■ The data

------------------------------------------------------------------------

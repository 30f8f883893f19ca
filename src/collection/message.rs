//! Requests sent from a [`CollectionClient`](super::CollectionClient) to its
//! [`CollectionActor`](super::CollectionActor).

use super::CollectionError;
use crate::model::LogLine;
use tokio::sync::oneshot;

/// Private, single-use reply channel carried by every request.
pub type Response<T> = oneshot::Sender<Result<T, CollectionError>>;

/// Every request a collection actor understands.
///
/// The set is closed: the actor dispatches on this enum in one place, so there is no
/// such thing as an unrecognized request at runtime.
#[derive(Debug)]
pub enum CollectionRequest {
    /// Append one record to the end of the collection file.
    Append {
        line: LogLine,
        respond_to: Response<()>,
    },
    /// Read every record currently in the collection file.
    ReadAll { respond_to: Response<Vec<LogLine>> },
    /// Stop the actor. No request is processed after this one.
    Stop { respond_to: Response<()> },
}

impl CollectionRequest {
    pub fn kind(&self) -> &'static str {
        match self {
            CollectionRequest::Append { .. } => "append",
            CollectionRequest::ReadAll { .. } => "read_all",
            CollectionRequest::Stop { .. } => "stop",
        }
    }

    /// Answers the request with [`CollectionError::Stopped`] without executing it.
    pub fn reject_stopped(self) {
        match self {
            CollectionRequest::Append { respond_to, .. } => {
                let _ = respond_to.send(Err(CollectionError::Stopped));
            }
            CollectionRequest::ReadAll { respond_to } => {
                let _ = respond_to.send(Err(CollectionError::Stopped));
            }
            CollectionRequest::Stop { respond_to } => {
                let _ = respond_to.send(Err(CollectionError::Stopped));
            }
        }
    }
}
//! Rejection of floats that JSON cannot represent.
//!
//! `serde_json` turns NaN and the infinities into `null` without complaint. Walking a value
//! with [`FiniteCheck`] before it is converted catches them while the original number is
//! still visible.

use serde::ser::{self, Error as _, Serialize};

type Result = std::result::Result<(), serde_json::Error>;

/// Fails if `value` contains a NaN or infinite float anywhere inside it.
pub(crate) fn check_finite<T: Serialize + ?Sized>(value: &T) -> Result {
    value.serialize(FiniteCheck)
}

fn finite(v: f64) -> Result {
    if v.is_finite() {
        Ok(())
    } else {
        Err(serde_json::Error::custom(format!(
            "non-finite number {v} has no JSON representation"
        )))
    }
}

/// A serializer that produces nothing and only inspects floats.
#[derive(Clone, Copy)]
struct FiniteCheck;

impl ser::Serializer for FiniteCheck {
    type Ok = ();
    type Error = serde_json::Error;
    type SerializeSeq = Self;
    type SerializeTuple = Self;
    type SerializeTupleStruct = Self;
    type SerializeTupleVariant = Self;
    type SerializeMap = Self;
    type SerializeStruct = Self;
    type SerializeStructVariant = Self;

    fn serialize_f32(self, v: f32) -> Result {
        finite(f64::from(v))
    }

    fn serialize_f64(self, v: f64) -> Result {
        finite(v)
    }

    fn serialize_bool(self, _v: bool) -> Result {
        Ok(())
    }

    fn serialize_i8(self, _v: i8) -> Result {
        Ok(())
    }

    fn serialize_i16(self, _v: i16) -> Result {
        Ok(())
    }

    fn serialize_i32(self, _v: i32) -> Result {
        Ok(())
    }

    fn serialize_i64(self, _v: i64) -> Result {
        Ok(())
    }

    fn serialize_i128(self, _v: i128) -> Result {
        Ok(())
    }

    fn serialize_u8(self, _v: u8) -> Result {
        Ok(())
    }

    fn serialize_u16(self, _v: u16) -> Result {
        Ok(())
    }

    fn serialize_u32(self, _v: u32) -> Result {
        Ok(())
    }

    fn serialize_u64(self, _v: u64) -> Result {
        Ok(())
    }

    fn serialize_u128(self, _v: u128) -> Result {
        Ok(())
    }

    fn serialize_char(self, _v: char) -> Result {
        Ok(())
    }

    fn serialize_str(self, _v: &str) -> Result {
        Ok(())
    }

    fn serialize_bytes(self, _v: &[u8]) -> Result {
        Ok(())
    }

    fn serialize_none(self) -> Result {
        Ok(())
    }

    fn serialize_some<T: Serialize + ?Sized>(self, value: &T) -> Result {
        value.serialize(self)
    }

    fn serialize_unit(self) -> Result {
        Ok(())
    }

    fn serialize_unit_struct(self, _name: &'static str) -> Result {
        Ok(())
    }

    fn serialize_unit_variant(
        self,
        _name: &'static str,
        _variant_index: u32,
        _variant: &'static str,
    ) -> Result {
        Ok(())
    }

    fn serialize_newtype_struct<T: Serialize + ?Sized>(
        self,
        _name: &'static str,
        value: &T,
    ) -> Result {
        value.serialize(self)
    }

    fn serialize_newtype_variant<T: Serialize + ?Sized>(
        self,
        _name: &'static str,
        _variant_index: u32,
        _variant: &'static str,
        value: &T,
    ) -> Result {
        value.serialize(self)
    }

    fn serialize_seq(self, _len: Option<usize>) -> std::result::Result<Self, Self::Error> {
        Ok(self)
    }

    fn serialize_tuple(self, _len: usize) -> std::result::Result<Self, Self::Error> {
        Ok(self)
    }

    fn serialize_tuple_struct(
        self,
        _name: &'static str,
        _len: usize,
    ) -> std::result::Result<Self, Self::Error> {
        Ok(self)
    }

    fn serialize_tuple_variant(
        self,
        _name: &'static str,
        _variant_index: u32,
        _variant: &'static str,
        _len: usize,
    ) -> std::result::Result<Self, Self::Error> {
        Ok(self)
    }

    fn serialize_map(self, _len: Option<usize>) -> std::result::Result<Self, Self::Error> {
        Ok(self)
    }

    fn serialize_struct(
        self,
        _name: &'static str,
        _len: usize,
    ) -> std::result::Result<Self, Self::Error> {
        Ok(self)
    }

    fn serialize_struct_variant(
        self,
        _name: &'static str,
        _variant_index: u32,
        _variant: &'static str,
        _len: usize,
    ) -> std::result::Result<Self, Self::Error> {
        Ok(self)
    }
}

impl ser::SerializeSeq for FiniteCheck {
    type Ok = ();
    type Error = serde_json::Error;

    fn serialize_element<T: Serialize + ?Sized>(&mut self, value: &T) -> Result {
        value.serialize(FiniteCheck)
    }

    fn end(self) -> Result {
        Ok(())
    }
}

impl ser::SerializeTuple for FiniteCheck {
    type Ok = ();
    type Error = serde_json::Error;

    fn serialize_element<T: Serialize + ?Sized>(&mut self, value: &T) -> Result {
        value.serialize(FiniteCheck)
    }

    fn end(self) -> Result {
        Ok(())
    }
}

impl ser::SerializeTupleStruct for FiniteCheck {
    type Ok = ();
    type Error = serde_json::Error;

    fn serialize_field<T: Serialize + ?Sized>(&mut self, value: &T) -> Result {
        value.serialize(FiniteCheck)
    }

    fn end(self) -> Result {
        Ok(())
    }
}

impl ser::SerializeTupleVariant for FiniteCheck {
    type Ok = ();
    type Error = serde_json::Error;

    fn serialize_field<T: Serialize + ?Sized>(&mut self, value: &T) -> Result {
        value.serialize(FiniteCheck)
    }

    fn end(self) -> Result {
        Ok(())
    }
}

impl ser::SerializeMap for FiniteCheck {
    type Ok = ();
    type Error = serde_json::Error;

    // Keys are validated by serde_json itself when the value is converted.
    fn serialize_key<T: Serialize + ?Sized>(&mut self, _key: &T) -> Result {
        Ok(())
    }

    fn serialize_value<T: Serialize + ?Sized>(&mut self, value: &T) -> Result {
        value.serialize(FiniteCheck)
    }

    fn end(self) -> Result {
        Ok(())
    }
}

impl ser::SerializeStruct for FiniteCheck {
    type Ok = ();
    type Error = serde_json::Error;

    fn serialize_field<T: Serialize + ?Sized>(&mut self, _key: &'static str, value: &T) -> Result {
        value.serialize(FiniteCheck)
    }

    fn end(self) -> Result {
        Ok(())
    }
}

impl ser::SerializeStructVariant for FiniteCheck {
    type Ok = ();
    type Error = serde_json::Error;

    fn serialize_field<T: Serialize + ?Sized>(&mut self, _key: &'static str, value: &T) -> Result {
        value.serialize(FiniteCheck)
    }

    fn end(self) -> Result {
        Ok(())
    }
}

------------------------------------------------------------------------

■ Exercise
Please, starting with the first line of the material above, write out each line exactly and finish on the line that includes "in the collection file.".

■ Output below
repository 30f8f883893f19ca
filename src/collection/message.rs
//! Requests sent from a [`CollectionClient`](super::CollectionClient) to its
//! [`CollectionActor`](super::CollectionActor).

use super::CollectionError;
use crate::model::LogLine;
use tokio::sync::oneshot;

/// Private, single-use reply channel carried by every request.
pub type Response<T> = oneshot::Sender<Result<T, CollectionError>>;

/// Every request a collection actor understands.
///
/// The set is closed: the actor dispatches on this enum in one place, so there is no
/// such thing as an unrecognized request at runtime.
#[derive(Debug)]
pub enum CollectionRequest {
    /// Append one record to the end of the collection file.
    Append {
        line: LogLine,
        respond_to: Response<()>,
    },
    /// Read every record currently in the collection file.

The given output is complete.